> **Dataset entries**
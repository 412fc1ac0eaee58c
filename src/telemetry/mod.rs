//! Resolver metrics.
//!
//! Lock-free counters updated on every resolution. A [`MetricsSnapshot`] can
//! be checked against the configured [`PerformanceTargets`].

use std::sync::atomic::{AtomicU64, Ordering};
use std::time::Duration;

use serde::{Deserialize, Serialize};

use crate::config::PerformanceTargets;

#[derive(Debug, Default)]
pub struct ResolverMetrics {
    resolutions: AtomicU64,
    cache_hits: AtomicU64,
    cache_misses: AtomicU64,
    failures: AtomicU64,
    total_micros: AtomicU64,
    max_micros: AtomicU64,
}

impl ResolverMetrics {
    pub fn new() -> Self {
        Self::default()
    }

    pub fn record_cache_hit(&self) {
        self.cache_hits.fetch_add(1, Ordering::Relaxed);
    }

    pub fn record_cache_miss(&self) {
        self.cache_misses.fetch_add(1, Ordering::Relaxed);
    }

    /// Count one finished resolution.
    pub fn record_resolution(&self, elapsed: Duration, success: bool) {
        let micros = elapsed.as_micros().min(u64::MAX as u128) as u64;
        self.resolutions.fetch_add(1, Ordering::Relaxed);
        self.total_micros.fetch_add(micros, Ordering::Relaxed);
        self.max_micros.fetch_max(micros, Ordering::Relaxed);
        if !success {
            self.failures.fetch_add(1, Ordering::Relaxed);
        }
    }

    pub fn snapshot(&self) -> MetricsSnapshot {
        let resolutions = self.resolutions.load(Ordering::Relaxed);
        let cache_hits = self.cache_hits.load(Ordering::Relaxed);
        let cache_misses = self.cache_misses.load(Ordering::Relaxed);
        let failures = self.failures.load(Ordering::Relaxed);
        let total_micros = self.total_micros.load(Ordering::Relaxed);

        let lookups = cache_hits + cache_misses;
        MetricsSnapshot {
            resolutions,
            cache_hits,
            cache_misses,
            failures,
            cache_hit_rate: ratio(cache_hits, lookups),
            failure_rate: ratio(failures, resolutions),
            avg_resolution_ms: if resolutions == 0 {
                0.0
            } else {
                total_micros as f64 / resolutions as f64 / 1000.0
            },
            max_resolution_ms: self.max_micros.load(Ordering::Relaxed) as f64 / 1000.0,
        }
    }
}

fn ratio(part: u64, whole: u64) -> f64 {
    if whole == 0 {
        0.0
    } else {
        part as f64 / whole as f64
    }
}

/// Point-in-time view of [`ResolverMetrics`].
#[derive(Debug, Clone, Default, PartialEq, Serialize, Deserialize)]
pub struct MetricsSnapshot {
    pub resolutions: u64,
    pub cache_hits: u64,
    pub cache_misses: u64,
    pub failures: u64,
    pub cache_hit_rate: f64,
    pub failure_rate: f64,
    pub avg_resolution_ms: f64,
    pub max_resolution_ms: f64,
}

impl MetricsSnapshot {
    /// Whether averages are within the service targets.
    pub fn meets_targets(&self, targets: &PerformanceTargets) -> bool {
        self.avg_resolution_ms <= targets.max_resolution_ms
            && self.cache_hit_rate >= targets.min_cache_hit_rate
            && self.failure_rate <= targets.max_failure_rate
    }
}
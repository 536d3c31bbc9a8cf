// src/pipeline/stages/source.rs

use crate::errors::StageFault;
use crate::expr::Expression;
use crate::model::{Batch, Value};

/// Entry stage: checks each incoming batch and applies the optional row
/// filter. Batches are passed on in arrival order.
#[derive(Debug)]
pub struct SourceOp {
    filter: Option<Expression>,
}

impl SourceOp {
    pub fn new(filter: Option<Expression>) -> Self {
        Self { filter }
    }

    pub fn on_batch(&mut self, mut batch: Batch) -> Result<Option<Batch>, StageFault> {
        batch.check_consistency()?;

        if let Some(filter) = &self.filter {
            let mut keep = Vec::with_capacity(batch.rows.len());
            for row in &batch.rows {
                match filter.eval_row(&batch, row)? {
                    Value::Bool(b) => keep.push(b),
                    other => return Err(StageFault::NonBoolean(other.to_string())),
                }
            }
            let mut flags = keep.into_iter();
            batch.rows.retain(|_| flags.next().unwrap_or(false));
        }

        if batch.is_empty() {
            return Ok(None);
        }
        Ok(Some(batch))
    }
}

#[cfg(test)]
mod tests {
    use super::*;
    use crate::model::{Row, Tags, Timestamp};

    fn batch(values: &[i64]) -> Batch {
        let rows = values
            .iter()
            .enumerate()
            .map(|(i, v)| Row::new(Timestamp::from_secs(i as i64), vec![Value::Int(*v)]))
            .collect();
        Batch::new("m", Tags::new(), vec!["value".into()]).with_rows(rows)
    }

    #[test]
    fn filter_keeps_matching_rows() {
        let mut op = SourceOp::new(Some(Expression::parse("value > 1").unwrap()));
        let out = op.on_batch(batch(&[1, 2, 3])).unwrap().unwrap();
        assert_eq!(out.rows.len(), 2);
        assert_eq!(out.rows[0].values, vec![Value::Int(2)]);
    }

    #[test]
    fn fully_filtered_batch_is_dropped() {
        let mut op = SourceOp::new(Some(Expression::parse("value > 10").unwrap()));
        assert!(op.on_batch(batch(&[1, 2])).unwrap().is_none());
    }

    #[test]
    fn non_boolean_filter_is_a_fault() {
        let mut op = SourceOp::new(Some(Expression::parse("value + 1").unwrap()));
        assert!(matches!(op.on_batch(batch(&[1])), Err(StageFault::NonBoolean(_))));
    }

    #[test]
    fn inconsistent_batch_is_rejected() {
        let mut op = SourceOp::new(None);
        let mut bad = batch(&[1]);
        bad.rows[0].values.push(Value::Null);
        assert!(matches!(op.on_batch(bad), Err(StageFault::Inconsistent(_))));
    }
}
// src/pipeline/mod.rs

//! Compiled pipelines.
//!
//! - [`compiler`] checks a [`crate::blueprint::Blueprint`] and orders it
//!   into a [`PipelinePlan`].
//! - [`plan`] turns a plan into stages connected by bounded queues.
//! - [`runner`] is the async loop each stage runs in.
//! - [`stages`] holds the synchronous operator state machines.

pub mod compiler;
pub mod message;
pub mod metrics;
pub mod plan;
pub mod runner;
pub mod stages;

pub use compiler::compile;
pub use message::{Envelope, Message, Outlet, Watermarks};
pub use metrics::{StageCounters, StageStats};
pub use plan::{CompiledPipeline, PipelinePlan, SourceInlet, StageContext, StageSpec};
pub use runner::Stage;
// tests/compile_errors.rs

use std::io::Write;

use batchflow::config::load_and_validate;
use batchflow::errors::EngineError;
use tempfile::NamedTempFile;

fn load(contents: &str) -> Result<batchflow::config::PipelineFile, EngineError> {
    let mut file = NamedTempFile::new().unwrap();
    write!(file, "{contents}").unwrap();
    load_and_validate(file.path())
}

#[test]
fn test_cycle_returns_invalid_graph() {
    let result = load(
        r#"
name = "loop"

[node.src]
kind = "source"

[node.a]
kind = "union"
from = ["src", "b"]

[node.b]
kind = "map_reduce"
from = ["a"]
map = "count"
field = "value"
"#,
    );

    match result {
        Err(EngineError::InvalidGraph(msg)) => {
            assert!(msg.contains("cycle detected"));
            assert!(msg.contains("'a'") || msg.contains("'b'"));
        }
        Err(e) => panic!("Expected InvalidGraph error, got: {:?}", e),
        Ok(_) => panic!("Expected error, got Ok"),
    }
}

#[test]
fn test_unknown_upstream_returns_invalid_graph() {
    let result = load(
        r#"
name = "p"

[node.out]
kind = "output"
from = ["missing"]
name = "result"
"#,
    );

    match result {
        Err(EngineError::InvalidGraph(msg)) => {
            assert!(msg.contains("unknown node"));
            assert!(msg.contains("missing"));
        }
        Err(e) => panic!("Expected InvalidGraph, got: {:?}", e),
        Ok(_) => panic!("Expected error, got Ok"),
    }
}

#[test]
fn test_join_needs_two_inputs() {
    let result = load(
        r#"
name = "p"

[node.errors]
kind = "source"
period = "10s"

[node.join]
kind = "join"
from = ["errors"]
as = ["errors"]
"#,
    );

    match result {
        Err(EngineError::InvalidGraph(msg)) => assert!(msg.contains("at least two inputs")),
        other => panic!("Expected InvalidGraph, got: {:?}", other),
    }
}

#[test]
fn test_bad_duration_returns_config_error() {
    let result = load(
        r#"
name = "p"

[node.cpu]
kind = "source"
period = "ten seconds"
"#,
    );

    assert!(matches!(result, Err(EngineError::ConfigError(_))));
}

#[test]
fn test_key_that_does_not_apply_to_kind_is_rejected() {
    let result = load(
        r#"
name = "p"

[node.cpu]
kind = "source"
predicate = "x > 1"
"#,
    );

    match result {
        Err(EngineError::ConfigError(msg)) => {
            assert!(msg.contains("cpu"));
            assert!(msg.contains("predicate"));
        }
        other => panic!("Expected ConfigError, got: {:?}", other),
    }
}

#[test]
fn test_unknown_kind_is_a_toml_error() {
    let result = load(
        r#"
name = "p"

[node.cpu]
kind = "teleport"
"#,
    );

    assert!(matches!(result, Err(EngineError::TomlError(_))));
}

#[test]
fn test_invalid_engine_config_is_rejected() {
    let result = load(
        r#"
name = "p"

[config]
queue_capacity = 0

[node.cpu]
kind = "source"
"#,
    );

    match result {
        Err(EngineError::ConfigError(msg)) => assert!(msg.contains("queue_capacity")),
        other => panic!("Expected ConfigError, got: {:?}", other),
    }
}

#[test]
fn test_valid_file_compiles_with_implicit_group_by_stage() {
    let file = load(
        r#"
name = "p"

[config]
join_horizon = 4

[node.cpu]
kind = "source"
measurement = "cpu"
period = "10s"
group_by = ["time(2s)", "cpu"]
where = "host = 'serverA'"

[node.high]
kind = "alert"
from = ["cpu"]
predicate = "value > 90"
flapping = [25.0, 50.0]

[node.out]
kind = "cache"
from = ["high"]
"#,
    )
    .unwrap();

    assert_eq!(file.config.join_horizon, 4);
    assert_eq!(file.blueprint.output_names(), vec!["out".to_string()]);

    let plan = batchflow::pipeline::compile(&file.blueprint, &file.config).unwrap();
    let ids: Vec<&str> = plan.stages().iter().map(|s| s.id.as_str()).collect();
    assert_eq!(ids, vec!["cpu", "cpu/group_by", "high", "out"]);
    assert!(plan.describe().contains("cpu/group_by"));
}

> **Exercise goal**
Exact reproduction is required: output the lines from the start of the entries above through the line with "one finished resolution.".

> **Response to the exercise**
repository 412fc1ac0eaee58c
filename src/telemetry/mod.rs
//! Resolver metrics.
//!
//! Lock-free counters updated on every resolution. A [`MetricsSnapshot`] can
//! be checked against the configured [`PerformanceTargets`].

use std::sync::atomic::{AtomicU64, Ordering};
use std::time::Duration;

use serde::{Deserialize, Serialize};

use crate::config::PerformanceTargets;

#[derive(Debug, Default)]
pub struct ResolverMetrics {
    resolutions: AtomicU64,
    cache_hits: AtomicU64,
    cache_misses: AtomicU64,
    failures: AtomicU64,
    total_micros: AtomicU64,
    max_micros: AtomicU64,
}

impl ResolverMetrics {
    pub fn new() -> Self {
        Self::default()
    }

    pub fn record_cache_hit(&self) {
        self.cache_hits.fetch_add(1, Ordering::Relaxed);
    }

    pub fn record_cache_miss(&self) {
        self.cache_misses.fetch_add(1, Ordering::Relaxed);
    }

    /// Count one finished resolution.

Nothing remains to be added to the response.